Stored items:

_ _ _

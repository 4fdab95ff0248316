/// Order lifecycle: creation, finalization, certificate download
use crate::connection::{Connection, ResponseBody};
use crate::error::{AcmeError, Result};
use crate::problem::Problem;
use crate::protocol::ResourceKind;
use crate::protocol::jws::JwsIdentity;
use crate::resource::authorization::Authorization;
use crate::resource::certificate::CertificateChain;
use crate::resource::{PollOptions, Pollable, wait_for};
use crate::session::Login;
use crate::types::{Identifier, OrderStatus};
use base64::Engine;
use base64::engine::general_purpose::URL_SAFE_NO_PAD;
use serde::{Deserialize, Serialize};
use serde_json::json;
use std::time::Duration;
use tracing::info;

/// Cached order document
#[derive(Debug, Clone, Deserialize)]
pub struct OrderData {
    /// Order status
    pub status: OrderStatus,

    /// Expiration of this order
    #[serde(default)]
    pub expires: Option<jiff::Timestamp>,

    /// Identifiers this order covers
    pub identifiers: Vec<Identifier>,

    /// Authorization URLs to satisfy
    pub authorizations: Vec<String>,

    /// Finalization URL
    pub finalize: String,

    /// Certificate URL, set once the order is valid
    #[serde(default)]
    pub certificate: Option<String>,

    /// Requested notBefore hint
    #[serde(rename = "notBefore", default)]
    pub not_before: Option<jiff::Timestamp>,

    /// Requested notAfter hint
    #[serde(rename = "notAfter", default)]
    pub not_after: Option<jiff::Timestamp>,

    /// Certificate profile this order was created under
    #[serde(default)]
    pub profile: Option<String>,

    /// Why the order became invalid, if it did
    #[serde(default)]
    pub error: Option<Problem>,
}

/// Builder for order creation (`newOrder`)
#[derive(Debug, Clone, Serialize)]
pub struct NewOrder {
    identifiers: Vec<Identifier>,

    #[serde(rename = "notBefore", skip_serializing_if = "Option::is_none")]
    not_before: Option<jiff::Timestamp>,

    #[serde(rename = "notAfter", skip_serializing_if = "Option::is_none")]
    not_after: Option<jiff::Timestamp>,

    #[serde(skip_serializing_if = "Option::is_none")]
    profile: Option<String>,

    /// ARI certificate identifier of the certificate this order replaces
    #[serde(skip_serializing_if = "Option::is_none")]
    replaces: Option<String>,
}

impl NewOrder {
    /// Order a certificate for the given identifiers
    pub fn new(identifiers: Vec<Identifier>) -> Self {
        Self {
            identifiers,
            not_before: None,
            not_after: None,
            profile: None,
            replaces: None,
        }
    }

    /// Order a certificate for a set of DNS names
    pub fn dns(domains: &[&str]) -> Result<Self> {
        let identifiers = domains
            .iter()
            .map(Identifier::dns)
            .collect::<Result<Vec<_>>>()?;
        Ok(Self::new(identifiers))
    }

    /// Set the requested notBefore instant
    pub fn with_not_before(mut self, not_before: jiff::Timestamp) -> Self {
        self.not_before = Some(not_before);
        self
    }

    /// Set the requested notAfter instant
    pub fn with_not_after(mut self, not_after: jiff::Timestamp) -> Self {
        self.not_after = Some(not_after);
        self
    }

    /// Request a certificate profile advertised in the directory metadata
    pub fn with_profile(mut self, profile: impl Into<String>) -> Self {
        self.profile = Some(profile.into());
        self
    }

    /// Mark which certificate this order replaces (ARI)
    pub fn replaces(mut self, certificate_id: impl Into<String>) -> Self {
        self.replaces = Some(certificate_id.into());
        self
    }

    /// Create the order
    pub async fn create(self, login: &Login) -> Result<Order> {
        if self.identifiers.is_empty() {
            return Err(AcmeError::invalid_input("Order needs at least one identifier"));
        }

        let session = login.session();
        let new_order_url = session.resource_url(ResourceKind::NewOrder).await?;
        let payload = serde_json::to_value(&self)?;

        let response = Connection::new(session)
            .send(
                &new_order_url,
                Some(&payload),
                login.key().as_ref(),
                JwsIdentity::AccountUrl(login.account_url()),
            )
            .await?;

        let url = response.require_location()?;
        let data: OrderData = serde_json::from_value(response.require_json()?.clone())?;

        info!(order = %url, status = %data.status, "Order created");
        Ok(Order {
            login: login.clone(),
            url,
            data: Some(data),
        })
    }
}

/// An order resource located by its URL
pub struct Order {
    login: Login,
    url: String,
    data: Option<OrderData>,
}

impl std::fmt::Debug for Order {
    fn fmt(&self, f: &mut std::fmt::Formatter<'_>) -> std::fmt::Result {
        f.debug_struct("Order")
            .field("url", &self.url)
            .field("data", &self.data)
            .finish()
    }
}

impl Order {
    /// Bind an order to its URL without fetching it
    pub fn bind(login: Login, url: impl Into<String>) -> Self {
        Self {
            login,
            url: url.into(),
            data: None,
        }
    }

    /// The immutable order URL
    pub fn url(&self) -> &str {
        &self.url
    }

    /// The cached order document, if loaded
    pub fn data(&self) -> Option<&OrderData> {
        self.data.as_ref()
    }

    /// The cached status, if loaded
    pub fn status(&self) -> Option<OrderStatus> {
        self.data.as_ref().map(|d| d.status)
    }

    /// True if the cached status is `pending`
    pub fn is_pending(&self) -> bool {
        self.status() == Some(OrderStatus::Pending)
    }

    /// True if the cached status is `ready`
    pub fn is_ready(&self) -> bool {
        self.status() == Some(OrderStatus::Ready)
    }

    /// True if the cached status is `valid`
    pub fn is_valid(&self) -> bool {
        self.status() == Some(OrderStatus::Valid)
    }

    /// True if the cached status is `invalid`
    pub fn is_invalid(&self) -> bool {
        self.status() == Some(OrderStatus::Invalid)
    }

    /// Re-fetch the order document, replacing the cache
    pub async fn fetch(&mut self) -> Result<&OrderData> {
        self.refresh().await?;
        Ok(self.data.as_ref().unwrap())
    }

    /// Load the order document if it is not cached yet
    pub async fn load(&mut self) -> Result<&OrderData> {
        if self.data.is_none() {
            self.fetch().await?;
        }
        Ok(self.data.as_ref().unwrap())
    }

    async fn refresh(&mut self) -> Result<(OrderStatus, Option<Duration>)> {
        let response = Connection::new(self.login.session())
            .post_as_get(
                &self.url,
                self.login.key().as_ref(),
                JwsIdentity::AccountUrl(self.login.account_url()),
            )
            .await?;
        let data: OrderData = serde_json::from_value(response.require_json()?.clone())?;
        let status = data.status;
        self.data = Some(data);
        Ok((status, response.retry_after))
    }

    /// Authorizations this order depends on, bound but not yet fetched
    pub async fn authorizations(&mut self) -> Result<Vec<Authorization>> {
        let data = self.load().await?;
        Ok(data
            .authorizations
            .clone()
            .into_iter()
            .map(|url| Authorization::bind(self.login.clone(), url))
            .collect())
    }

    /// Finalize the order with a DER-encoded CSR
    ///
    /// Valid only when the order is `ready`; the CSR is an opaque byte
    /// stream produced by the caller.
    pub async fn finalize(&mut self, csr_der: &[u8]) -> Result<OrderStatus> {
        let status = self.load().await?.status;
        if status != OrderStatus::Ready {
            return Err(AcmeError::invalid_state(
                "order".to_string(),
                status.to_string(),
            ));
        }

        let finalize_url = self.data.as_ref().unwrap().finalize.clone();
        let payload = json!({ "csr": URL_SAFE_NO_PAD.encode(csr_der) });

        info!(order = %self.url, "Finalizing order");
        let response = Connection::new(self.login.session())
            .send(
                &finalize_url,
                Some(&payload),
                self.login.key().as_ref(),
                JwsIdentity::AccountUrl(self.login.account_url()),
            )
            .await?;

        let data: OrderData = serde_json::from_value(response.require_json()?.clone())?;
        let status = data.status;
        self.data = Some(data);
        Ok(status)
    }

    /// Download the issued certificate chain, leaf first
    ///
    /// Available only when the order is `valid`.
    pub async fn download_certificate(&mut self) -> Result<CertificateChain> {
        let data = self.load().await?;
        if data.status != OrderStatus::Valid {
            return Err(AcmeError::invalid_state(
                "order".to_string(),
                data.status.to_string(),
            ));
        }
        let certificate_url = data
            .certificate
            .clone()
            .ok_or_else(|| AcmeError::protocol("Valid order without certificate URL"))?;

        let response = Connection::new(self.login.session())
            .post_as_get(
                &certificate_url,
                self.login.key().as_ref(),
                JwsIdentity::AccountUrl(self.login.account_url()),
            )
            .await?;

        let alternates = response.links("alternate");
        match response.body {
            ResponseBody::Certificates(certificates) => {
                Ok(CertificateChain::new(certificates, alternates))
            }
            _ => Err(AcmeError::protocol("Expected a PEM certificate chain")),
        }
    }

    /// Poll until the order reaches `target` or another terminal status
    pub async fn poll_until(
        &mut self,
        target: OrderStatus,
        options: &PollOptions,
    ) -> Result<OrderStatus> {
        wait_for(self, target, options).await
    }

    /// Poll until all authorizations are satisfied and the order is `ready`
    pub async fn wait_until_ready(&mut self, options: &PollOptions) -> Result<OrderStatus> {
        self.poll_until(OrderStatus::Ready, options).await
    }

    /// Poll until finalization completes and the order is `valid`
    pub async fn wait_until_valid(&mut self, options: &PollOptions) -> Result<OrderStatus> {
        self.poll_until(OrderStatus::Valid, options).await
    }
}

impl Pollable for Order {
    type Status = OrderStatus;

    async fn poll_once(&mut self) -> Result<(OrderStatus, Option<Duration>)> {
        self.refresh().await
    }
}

_ _ _

Copy exactly the lines above, starting at the opening line and finishing at the line in which "use crate::resource::certificate::CertificateChain;" occurs.

repository 4fdab95ff0248316
/// Order lifecycle: creation, finalization, certificate download
use crate::connection::{Connection, ResponseBody};
use crate::error::{AcmeError, Result};
use crate::problem::Problem;
use crate::protocol::ResourceKind;
use crate::protocol::jws::JwsIdentity;
use crate::resource::authorization::Authorization;
use crate::resource::certificate::CertificateChain;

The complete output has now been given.